Onorato acquires 100% of Tirrenia
Genoa - Moby’s chairman closes the €100 million deal to buy out Clessidra, Negri and Izzo. Morace resigns.
Alberto Quarati and Matteo Dell’Antico
Genoa - As of yesterday, Vincenzo Onorato controls almost all ferry routes between Sardinia and the Continent: the owner of the Moby shipping company closed the deal with Clessidra fund and the other minority shareholders to acquire 100% of the former state-owned Tirrenia, a deal worth €100 million. Onorato has until 30 September to finalise the financing agreement with American fund Och-Siff to acquire Tirrenia’s shares held by Clessidra (35%), GIP (Group Port Investments, with 15%) and Shipping Investment (10%), as well as Clessidra’s 32% share of Moby which they have controlled since 2007. Clessidra will receive €80 million in total, and the remaining €20 million will be paid to the minority owners of Tirrenia. CEO and managing director Ettore Morace resigned immediately upon conclusion of the deal; after all he had declared several times in the past that he would not remain at the helm of Tirrenia should the company become controlled completely by Onorato. “I spent four intense years [at Tirrenia],” said Morace, “and there were those who gave us up for dead before we even started, however we managed to straighten the ship and bring it safely into port.”

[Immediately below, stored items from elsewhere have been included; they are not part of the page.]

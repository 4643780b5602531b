//! Command execution against the store
//!
//! Pure mapping from [`Command`] to [`Reply`]: every store operation is total,
//! so nothing here produces [`Reply::Error`].

use crate::protocol::{Command, Reply};
use crate::store::MemoryStore;

/// Execute a parsed command
pub fn execute(cmd: Command, store: &MemoryStore) -> Reply {
    match cmd {
        Command::Get { key } => Reply::Value(store.get(&key)),
        Command::Set { key, value } => {
            store.set(key, value);
            Reply::Ok
        }
        Command::Del { key } => Reply::Bool(store.delete(&key)),
        Command::Exists { key } => Reply::Bool(store.exists(&key)),
        Command::Keys => Reply::KeyList(store.keys()),
        Command::Flush => {
            store.flush();
            Reply::Ok
        }
        Command::Size => Reply::Count(store.size()),
        Command::Ping => Reply::Pong,
    }
}
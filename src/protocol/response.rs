//! Response framing for the session output stream

use crate::protocol::command::Reply;
use crate::protocol::{structured, text};
use bytes::BytesMut;

/// Accumulates newline-terminated response frames
pub struct ResponseWriter {
    buf: BytesMut,
    scratch: String,
}

impl ResponseWriter {
    /// Create a new response writer with the given capacity
    pub fn new(capacity: usize) -> Self {
        Self {
            buf: BytesMut::with_capacity(capacity),
            scratch: String::new(),
        }
    }

    /// Get the internal buffer
    pub fn buffer(&self) -> &[u8] {
        &self.buf
    }

    /// Take the buffer, leaving an empty buffer in its place
    pub fn take(&mut self) -> BytesMut {
        self.buf.split()
    }

    /// Clear the buffer
    pub fn clear(&mut self) {
        self.buf.clear();
    }

    /// Returns true if the buffer is empty
    pub fn is_empty(&self) -> bool {
        self.buf.is_empty()
    }

    /// Write a reply in the text syntax
    ///
    /// An empty key listing still produces its terminating newline.
    pub fn text(&mut self, reply: &Reply) {
        self.scratch.clear();
        text::encode_into(reply, &mut self.scratch);
        self.buf.extend_from_slice(self.scratch.as_bytes());
        self.buf.extend_from_slice(b"\n");
    }

    /// Write a reply in the JSON syntax
    pub fn structured(&mut self, reply: &Reply) {
        self.line(&structured::encode(reply));
    }

    /// Write a line of free-form text (help, stats)
    pub fn line(&mut self, s: &str) {
        self.buf.extend_from_slice(s.as_bytes());
        if !s.ends_with('\n') {
            self.buf.extend_from_slice(b"\n");
        }
    }

    /// Write text with no terminator (prompt)
    pub fn raw(&mut self, s: &str) {
        self.buf.extend_from_slice(s.as_bytes());
    }
}

impl Default for ResponseWriter {
    fn default() -> Self {
        Self::new(4096)
    }
}
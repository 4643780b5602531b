//! Error types for rustdis

use thiserror::Error;

/// Main error type for rustdis
#[derive(Error, Debug)]
pub enum RustdisError {
    #[error("Protocol error: {0}")]
    Protocol(#[from] ProtocolError),

    #[error("IO error: {0}")]
    Io(#[from] std::io::Error),

    #[error("Configuration error: {0}")]
    Config(String),
}

/// Which side of the request a [`ProtocolError`] blames.
#[derive(Debug, Clone, Copy, PartialEq, Eq)]
pub enum ErrorKind {
    /// Malformed line or document: unknown verb, wrong arity, bad quoting, bad JSON.
    Parse,
    /// Well-formed command whose argument fails a precondition.
    Argument,
}

/// Request errors raised by the codecs before anything reaches the store.
///
/// The `Display` text is what clients see after `(error) ` or inside
/// `{"error": ...}`.
#[derive(Error, Debug, Clone, PartialEq, Eq)]
pub enum ProtocolError {
    #[error("empty command")]
    EmptyCommand,

    #[error("unknown command '{0}'")]
    UnknownCommand(String),

    #[error("wrong number of arguments for '{command}': usage {usage}")]
    WrongArity {
        command: &'static str,
        usage: &'static str,
    },

    #[error("missing argument '{arg}' for '{command}'")]
    MissingArgument {
        command: &'static str,
        arg: &'static str,
    },

    #[error("unterminated quoted string")]
    UnterminatedQuote,

    #[error("invalid JSON: {0}")]
    MalformedDocument(String),

    #[error("line too long (max {0} bytes)")]
    LineTooLong(usize),

    #[error("key must not be empty")]
    EmptyKey,
}

impl ProtocolError {
    pub fn kind(&self) -> ErrorKind {
        match self {
            ProtocolError::EmptyKey => ErrorKind::Argument,
            _ => ErrorKind::Parse,
        }
    }
}

pub type Result<T> = std::result::Result<T, RustdisError>;
//! Wire protocols: a line-oriented text syntax and a JSON document syntax,
//! both mapping onto the same [`Command`] / [`Reply`] pair.

pub mod command;
pub mod response;
pub mod structured;
pub mod text;

pub use command::{Command, Reply, validate_key};
pub use response::ResponseWriter;

/// Which syntax a request line is written in
#[derive(Debug, Clone, Copy, PartialEq, Eq)]
pub enum Syntax {
    Text,
    Structured,
}

impl Syntax {
    /// Documents start with `{`; everything else is a text command
    pub fn detect(line: &str) -> Self {
        if line.trim_ascii_start().starts_with('{') {
            Syntax::Structured
        } else {
            Syntax::Text
        }
    }
}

Last night Tirrenia’s new Board of Directors was appointed, with the Sardinian Massimo Mura (Moby’s cargo business manager) as the new CEO and Peter Manunta, also a Sardinian and Onorato’s friend and racing partner on ‘Mascalzone Latino’, as President. Together with the summer services offered by Gnv and Sardinia Ferries, Onorato now controls almost all the Sardinian routes (Tirrenia’s routes are subsidized with €72 million a year to cover losses from winter services while maintaining territorial continuity), as well as those of Toremar on the Tuscan Archipelago with a fleet of 15 tug boats based in Cagliari. Tirrenia employs 1,000 people and owns 18 ships, while Moby employs 750 people and owns 16 ships. The new owner, however, has taken responsibility for debts of over half a billion euros: to the €100 million spend of this acquisition must be added the €240 million of debt inherited from Tirrenia, plus €260 to €280 million of Moby’s debts. The take-over can only be a disappointment for the Genoese partner company GIP: Luigi Negri, the head of the company, also a Sardinian, opposed the deal for about a year, but the ‘yes’ from Clessidra and from Shipping Investment (owned by Francesco Izzo, former vice president of Neapolitan Industrials) determined the outcome: “With only my 15% in the company I could do very little.
Financially the operation went well, because GIP has grossed nearly double its entry investment, but the goals were different. Now everything is in the hands of Onorato, and I do not know how well he’ll be sleeping at night with that debt on his shoulders. However, I’m sure he’ll be successful, especially if he can maintain Tirrenia as shaped by Morace, able to create good EBITDA, profits and savings.” The unions are waiting: “We decided to privatize the links with the islands,” said Mauro Scognamillo, Fit-Cisl, “and this is now a private deal. We will ask for a meeting as soon as possible to understand the intentions of the new company.” With the merging of the two fleets, formed by the new company, the two-year social clause should be reactivated, according to which employment levels of the former state company are guaranteed. Onorato’s company might not be a monopoly on paper, but the new deal is already creating concerns in Sardinia, where Tirrenia has always been poorly managed, both by public and private administration: Massimo Deiana, Regional Transport Minister, has already filed a complaint with the Antitrust Authority but it was submitted too late according to the deputy of Unidos, Mauro Pili, the first to announce the acquisition yesterday morning, while Onorato and former partners were still with the notary in Milan. The Authority now has a month to give its assessment regarding the effects of the transaction on the markets concerned. According to law, the Antitrust Authority at the end of the 30 days may authorize the transaction as it stands or with conditions, or prohibit the acquisition.